“Aku ingin memotretmu, duduk lah. Bisa juga kau berdiri agak ke depan sedikit,” ujar perempuan tua sambil mengeluarkan sesuatu dari tas usangnya.
Lelaki pengembara masih dikelilingi rasa takjub, bagaimana bisa sosok yang diincarnya raib begitu saja. Ia melihat jam tangannya, mungkin saja malam terlalu larut bagi gadis model, sehingga pergi lekas-lekas tanpa setahunya.

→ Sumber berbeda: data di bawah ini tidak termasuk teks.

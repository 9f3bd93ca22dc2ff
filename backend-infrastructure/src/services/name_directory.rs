use std::time::Duration;

use anyhow::{anyhow, Result};
use async_trait::async_trait;
use reqwest::{Client, Url};
use serde::Deserialize;
use tracing::{debug, warn};

use backend_domain::ports::NameDirectory;

#[derive(Debug, Deserialize)]
struct DirectoryProfile {
    #[serde(default)]
    id: Option<String>,
}

/// Player-name directory reached over HTTP as `GET <base>/<name>`,
/// answering `{"id": "<32 hex>"}` for known names.
pub struct HttpNameDirectory {
    client: Client,
    base_url: Url,
}

impl HttpNameDirectory {
    pub fn new(base_url: &str, timeout: Duration) -> Result<Self> {
        let base_url = Url::parse(base_url)?;
        if !matches!(base_url.scheme(), "http" | "https") || base_url.cannot_be_a_base() {
            return Err(anyhow!("directory url '{}' is not an http(s) base", base_url));
        }
        let client = Client::builder().timeout(timeout).build()?;
        Ok(Self { client, base_url })
    }

    pub fn profile_url(&self, name: &str) -> Result<Url> {
        let mut url = self.base_url.clone();
        url.path_segments_mut()
            .map_err(|_| anyhow!("directory url cannot be a base"))?
            .pop_if_empty()
            .push(name);
        Ok(url)
    }
}

#[async_trait]
impl NameDirectory for HttpNameDirectory {
    async fn lookup_id(&self, name: &str) -> Result<Option<String>> {
        let url = self.profile_url(name)?;
        let response = self.client.get(url).send().await?;
        let status = response.status();
        if !status.is_success() {
            debug!(name = %name, status = %status, "directory has no profile");
            return Ok(None);
        }
        let profile = match response.json::<DirectoryProfile>().await {
            Ok(profile) => profile,
            Err(err) => {
                warn!(name = %name, "directory returned unreadable profile: {}", err);
                return Ok(None);
            }
        };
        Ok(profile.id.filter(|id| !id.trim().is_empty()))
    }
}
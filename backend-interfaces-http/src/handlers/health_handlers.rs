use axum::extract::State;
use axum::http::StatusCode;
use axum::response::IntoResponse;
use axum::Json;
use serde::Serialize;
use tracing::error;

use backend_application::AppState;

#[derive(Serialize)]
struct HealthStatus {
    ok: bool,
    #[serde(skip_serializing_if = "Option::is_none")]
    error: Option<&'static str>,
}

pub async fn health(State(state): State<AppState>) -> impl IntoResponse {
    let healthy = match state.bounded(state.record_repo.ping()).await {
        Ok(_) => true,
        Err(err) => {
            error!("health check failed: {}", err);
            false
        }
    };

    if healthy {
        (StatusCode::OK, Json(HealthStatus { ok: true, error: None }))
    } else {
        (
            StatusCode::INTERNAL_SERVER_ERROR,
            Json(HealthStatus {
                ok: false,
                error: Some("db"),
            }),
        )
    }
}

Tatapannya jelas melihat jarum jam menunjuk pukul 11.30 malam, namun ia juga melihat tangan yang asing, tangan yang mirip si nenek, penuh lipatan kulit, berbintik-bintik cokelat. Tangan siapa ini?
“Sudah kubilang, sang waktu lebih berkuasa, dan tidak akan menyisakan lebih banyak lagi buat kita.” Sekalimat yang terontar dari bibir perempuan tua, memaksa lelaki itu merebahkan diri di kursi besi jalanan yang sangat dingin, seperti menusuk-nusuk pahanya.
Sementara di sebuah bar, seorang perempuan muda baru saja memesan wine dan seorang lelaki memesan chivas on the rock di bar yang lain. Keduanya melontarkan pertanyaan yang sama kepada Bartender.
”Apakah engkau melihat orang ini?” ujar keduanya hampir bersamaan, seraya memperlihatkan selembar sobekan majalah.
“Di kota kenangan ini, antara ingatan lama dan realita bercampur baur, seperti kisahan novel,” ujar Bartender.